[Dataset records — start]

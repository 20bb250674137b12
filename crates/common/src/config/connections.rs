use crate::config::error::ConfigError;
use serde::{Deserialize, Serialize};
use std::collections::HashMap;
use std::fmt;

///  ---------------- Connections Config ----------------
///
/// Map of connection profiles (e.g. `dev`) to named warehouse connections
/// (e.g. `analytics`).
#[derive(Debug, Clone, Default, Deserialize, Serialize, PartialEq)]
#[serde(transparent)]
pub struct ConnectionsConfig(pub HashMap<String, HashMap<String, WarehouseConnectionDetails>>);

impl ConnectionsConfig {
    #[track_caller]
    pub fn get(
        &self,
        profile: &str,
        name: &str,
    ) -> Result<&WarehouseConnectionDetails, ConfigError> {
        let connections = self.0.get(profile).ok_or_else(|| {
            ConfigError::not_found(format!("connection profile '{profile}' is not defined"))
        })?;
        connections.get(name).ok_or_else(|| {
            ConfigError::not_found(format!(
                "connection '{name}' is not defined in profile '{profile}'"
            ))
        })
    }
}

/// How the `token` of a connection should be presented to the warehouse.
#[derive(Debug, Clone, Copy, Default, Deserialize, Serialize, PartialEq, Eq)]
#[serde(rename_all = "SCREAMING_SNAKE_CASE")]
pub enum TokenType {
    #[default]
    Oauth,
    KeypairJwt,
    ProgrammaticAccessToken,
}

impl TokenType {
    pub fn as_header_value(&self) -> &'static str {
        match self {
            TokenType::Oauth => "OAUTH",
            TokenType::KeypairJwt => "KEYPAIR_JWT",
            TokenType::ProgrammaticAccessToken => "PROGRAMMATIC_ACCESS_TOKEN",
        }
    }
}

#[derive(Clone, Deserialize, Serialize, PartialEq)]
pub struct WarehouseConnectionDetails {
    /// Base URL of the account, e.g. `https://myorg-myaccount.snowflakecomputing.com`.
    pub account_url: String,
    pub token: String,
    #[serde(default)]
    pub token_type: TokenType,
    #[serde(default)]
    pub warehouse: Option<String>,
    #[serde(default)]
    pub database: Option<String>,
    #[serde(default)]
    pub schema: Option<String>,
    #[serde(default)]
    pub role: Option<String>,
}

impl WarehouseConnectionDetails {
    pub fn new(account_url: impl Into<String>, token: impl Into<String>) -> Self {
        Self {
            account_url: account_url.into(),
            token: token.into(),
            token_type: TokenType::default(),
            warehouse: None,
            database: None,
            schema: None,
            role: None,
        }
    }
}

impl fmt::Debug for WarehouseConnectionDetails {
    fn fmt(&self, f: &mut fmt::Formatter<'_>) -> fmt::Result {
        f.debug_struct("WarehouseConnectionDetails")
            .field("account_url", &self.account_url)
            .field("token", &"<redacted>")
            .field("token_type", &self.token_type)
            .field("warehouse", &self.warehouse)
            .field("database", &self.database)
            .field("schema", &self.schema)
            .field("role", &self.role)
            .finish()
    }
}

#[cfg(test)]
mod tests {
    use super::*;

    #[test]
    fn debug_output_hides_token() {
        let details = WarehouseConnectionDetails::new("https://acme.example.com", "s3cr3t");
        let printed = format!("{details:?}");
        assert!(!printed.contains("s3cr3t"));
        assert!(printed.contains("<redacted>"));
    }

    #[test]
    fn lookup_reports_missing_profile_and_name() {
        let mut inner = HashMap::new();
        inner.insert(
            "dev".to_string(),
            HashMap::from([(
                "analytics".to_string(),
                WarehouseConnectionDetails::new("https://acme.example.com", "t"),
            )]),
        );
        let config = ConnectionsConfig(inner);

        assert!(config.get("dev", "analytics").is_ok());
        assert!(matches!(
            config.get("prod", "analytics"),
            Err(ConfigError::NotFound { .. })
        ));
        let err = config.get("dev", "reporting").unwrap_err();
        assert!(err.to_string().contains("reporting"));
    }
}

[Dataset records — finish]

Above are the records; retype them all without a single difference.

**Completed task:**
repository 20bb250674137b12
filename crates/common/src/config/connections.rs
use crate::config::error::ConfigError;
use serde::{Deserialize, Serialize};
use std::collections::HashMap;
use std::fmt;

///  ---------------- Connections Config ----------------
///
/// Map of connection profiles (e.g. `dev`) to named warehouse connections
/// (e.g. `analytics`).
#[derive(Debug, Clone, Default, Deserialize, Serialize, PartialEq)]
#[serde(transparent)]
pub struct ConnectionsConfig(pub HashMap<String, HashMap<String, WarehouseConnectionDetails>>);

impl ConnectionsConfig {
    #[track_caller]
    pub fn get(
        &self,
        profile: &str,
        name: &str,
    ) -> Result<&WarehouseConnectionDetails, ConfigError> {
        let connections = self.0.get(profile).ok_or_else(|| {
            ConfigError::not_found(format!("connection profile '{profile}' is not defined"))
        })?;
        connections.get(name).ok_or_else(|| {
            ConfigError::not_found(format!(
                "connection '{name}' is not defined in profile '{profile}'"
            ))
        })
    }
}

/// How the `token` of a connection should be presented to the warehouse.
#[derive(Debug, Clone, Copy, Default, Deserialize, Serialize, PartialEq, Eq)]
#[serde(rename_all = "SCREAMING_SNAKE_CASE")]
pub enum TokenType {
    #[default]
    Oauth,
    KeypairJwt,
    ProgrammaticAccessToken,
}

impl TokenType {
    pub fn as_header_value(&self) -> &'static str {
        match self {
            TokenType::Oauth => "OAUTH",
            TokenType::KeypairJwt => "KEYPAIR_JWT",
            TokenType::ProgrammaticAccessToken => "PROGRAMMATIC_ACCESS_TOKEN",
        }
    }
}

#[derive(Clone, Deserialize, Serialize, PartialEq)]
pub struct WarehouseConnectionDetails {
    /// Base URL of the account, e.g. `https://myorg-myaccount.snowflakecomputing.com`.
    pub account_url: String,
    pub token: String,
    #[serde(default)]
    pub token_type: TokenType,
    #[serde(default)]
    pub warehouse: Option<String>,
    #[serde(default)]
    pub database: Option<String>,
    #[serde(default)]
    pub schema: Option<String>,
    #[serde(default)]
    pub role: Option<String>,
}

impl WarehouseConnectionDetails {
    pub fn new(account_url: impl Into<String>, token: impl Into<String>) -> Self {
        Self {
            account_url: account_url.into(),
            token: token.into(),
            token_type: TokenType::default(),
            warehouse: None,
            database: None,
            schema: None,
            role: None,
        }
    }
}

impl fmt::Debug for WarehouseConnectionDetails {
    fn fmt(&self, f: &mut fmt::Formatter<'_>) -> fmt::Result {
        f.debug_struct("WarehouseConnectionDetails")
            .field("account_url", &self.account_url)
            .field("token", &"<redacted>")
            .field("token_type", &self.token_type)
            .field("warehouse", &self.warehouse)
            .field("database", &self.database)
            .field("schema", &self.schema)
            .field("role", &self.role)
            .finish()
    }
}

#[cfg(test)]
mod tests {
    use super::*;

    #[test]
    fn debug_output_hides_token() {
        let details = WarehouseConnectionDetails::new("https://acme.example.com", "s3cr3t");
        let printed = format!("{details:?}");
        assert!(!printed.contains("s3cr3t"));
        assert!(printed.contains("<redacted>"));
    }

    #[test]
    fn lookup_reports_missing_profile_and_name() {
        let mut inner = HashMap::new();
        inner.insert(
            "dev".to_string(),
            HashMap::from([(
                "analytics".to_string(),
                WarehouseConnectionDetails::new("https://acme.example.com", "t"),
            )]),
        );
        let config = ConnectionsConfig(inner);

        assert!(config.get("dev", "analytics").is_ok());
        assert!(matches!(
            config.get("prod", "analytics"),
            Err(ConfigError::NotFound { .. })
        ));
        let err = config.get("dev", "reporting").unwrap_err();
        assert!(err.to_string().contains("reporting"));
    }
}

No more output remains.